* **EXERCISE DETAILS**
Go through the listing below and gather every line with the word "MissingApiKey".

* **TASK INPUT**
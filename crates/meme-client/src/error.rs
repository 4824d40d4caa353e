//! Error types for the meme search client

use std::fmt;

#[derive(Debug)]
pub enum MemeError {
    /// No API key configured
    MissingApiKey,
    /// Endpoint or parameters did not form a valid URL
    Url(url::ParseError),
    /// HTTP request or body decoding failed
    Http(reqwest::Error),
    /// The API answered with a non-success status
    Api { status: u16, message: String },
}

impl MemeError {
    pub fn status(&self) -> Option<u16> {
        match self {
            Self::Api { status, .. } => Some(*status),
            Self::Http(e) => e.status().map(|s| s.as_u16()),
            _ => None,
        }
    }
}

impl fmt::Display for MemeError {
    fn fmt(&self, f: &mut fmt::Formatter<'_>) -> fmt::Result {
        match self {
            Self::MissingApiKey => write!(f, "Meme API key not configured"),
            Self::Url(e) => write!(f, "Meme API URL error: {}", e),
            Self::Http(e) => write!(f, "Meme API HTTP error: {}", e),
            Self::Api { status, message } => write!(f, "Meme API error: {} {}", status, message),
        }
    }
}

impl std::error::Error for MemeError {
    fn source(&self) -> Option<&(dyn std::error::Error + 'static)> {
        match self {
            Self::Url(e) => Some(e),
            Self::Http(e) => Some(e),
            _ => None,
        }
    }
}

impl From<reqwest::Error> for MemeError {
    fn from(e: reqwest::Error) -> Self {
        Self::Http(e)
    }
}

impl From<url::ParseError> for MemeError {
    fn from(e: url::ParseError) -> Self {
        Self::Url(e)
    }
}

pub type Result<T> = std::result::Result<T, MemeError>;
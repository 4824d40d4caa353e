//! Request types

use serde::{Deserialize, Serialize};

/// One message in a chat-completion conversation
#[derive(Debug, Clone, PartialEq, Serialize, Deserialize)]
pub struct ChatMessage {
    pub role: String,
    pub content: String,
}

impl ChatMessage {
    pub fn system(content: impl Into<String>) -> Self {
        Self {
            role: "system".to_string(),
            content: content.into(),
        }
    }

    pub fn user(content: impl Into<String>) -> Self {
        Self {
            role: "user".to_string(),
            content: content.into(),
        }
    }
}

#[derive(Debug, Serialize)]
pub(crate) struct ChatRequest<'a> {
    pub model: &'a str,
    pub messages: &'a [ChatMessage],
    pub max_tokens: u32,
}
use std::time::Duration;

// --- Category maps ---

/// Dashboard asset categories mapped to CryptoPanic currency codes.
pub const NEWS_CURRENCIES: &[(&str, &str)] = &[
    ("Bitcoin", "BTC"),
    ("Ethereum", "ETH"),
    ("Altcoins", "ADA,DOT,SOL,AVAX,ALGO"),
    ("DeFi", "UNI,AAVE,LINK,COMP,MKR"),
    ("NFTs", "ETH"),
    ("Stablecoins", "USDT,USDC,DAI,BUSD"),
    ("Layer 2", "MATIC,ARB,OP"),
    ("Meme Coins", "DOGE,SHIB"),
];

/// Dashboard asset categories mapped to CoinGecko coin ids.
pub const PRICE_COINS: &[(&str, &str)] = &[
    ("Bitcoin", "bitcoin"),
    ("Ethereum", "ethereum"),
    ("Altcoins", "cardano,polkadot,solana,avalanche-2,algorand"),
    ("DeFi", "uniswap,aave,chainlink,compound-governance-token,maker"),
    ("NFTs", "ethereum"),
    ("Stablecoins", "tether,usd-coin,dai,binance-usd"),
    ("Layer 2", "polygon,arbitrum,optimism"),
    ("Meme Coins", "dogecoin,shiba-inu"),
];

// --- News ---

/// Currencies requested when the user's categories map to nothing.
pub const DEFAULT_NEWS_CURRENCIES: &str = "BTC,ETH";

/// Maximum number of news items returned.
pub const NEWS_LIMIT: usize = 10;

// --- Prices ---

/// Coins shown when nothing else is selected, and the last-resort price key.
pub const DEFAULT_COINS: &[&str] = &["bitcoin", "ethereum"];

/// Lookback windows (days) accepted by the history endpoint.
pub const VALID_HISTORY_DAYS: &[&str] = &["1", "7", "30", "365"];

pub const DEFAULT_HISTORY_DAYS: &str = "7";

// --- AI insight ---

pub const DEFAULT_INVESTOR_TYPE: &str = "general";

/// Asset phrase used in prompts when the user picked no categories.
pub const DEFAULT_ASSETS_LIST: &str = "Bitcoin and Ethereum";

pub const INSIGHT_SYSTEM_PROMPT: &str =
    "You are a helpful crypto investment advisor. Provide concise, practical insights in 2-3 sentences.";

// --- Memes ---

/// Keyword used when the user has no categories, and retried when a keyword finds nothing.
pub const FALLBACK_MEME_KEYWORD: &str = "crypto";

pub const MEMES_PER_REQUEST: u32 = 3;

// --- Votes ---

pub const CONTENT_TYPES: &[&str] = &["news", "price", "ai", "meme"];

pub const VOTE_TYPES: &[&str] = &["up", "down"];

/// Voter display names returned per direction.
pub const MAX_VOTER_NAMES: usize = 5;

/// Investor types mapped to the label stored as a vote keyword.
pub const INVESTOR_LABELS: &[(&str, &str)] = &[
    ("hodler", "HODLer"),
    ("day-trader", "Day Trader"),
    ("nft-collector", "NFT Collector"),
];

pub const ANONYMOUS_VOTER: &str = "Anonymous";

// --- Cache lifetimes ---

/// How long one domain's data stays fresh in each cache tier.
#[derive(Debug, Clone, Copy)]
pub struct CacheTtl {
    pub persistent_hours: i64,
    pub memory: Duration,
}

const HOUR: Duration = Duration::from_secs(60 * 60);

pub const NEWS_TTL: CacheTtl = CacheTtl {
    persistent_hours: 1,
    memory: HOUR,
};

pub const PRICES_TTL: CacheTtl = CacheTtl {
    persistent_hours: 1,
    memory: HOUR,
};

pub const PRICE_HISTORY_TTL: CacheTtl = CacheTtl {
    persistent_hours: 1,
    memory: HOUR,
};

pub const INSIGHT_TTL: CacheTtl = CacheTtl {
    persistent_hours: 24,
    memory: Duration::from_secs(24 * 60 * 60),
};

pub const MEMES_TTL: CacheTtl = CacheTtl {
    persistent_hours: 24,
    memory: Duration::from_secs(24 * 60 * 60),
};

* **COMPLETED EXERCISE**
    MissingApiKey,
            Self::MissingApiKey => write!(f, "Meme API key not configured"),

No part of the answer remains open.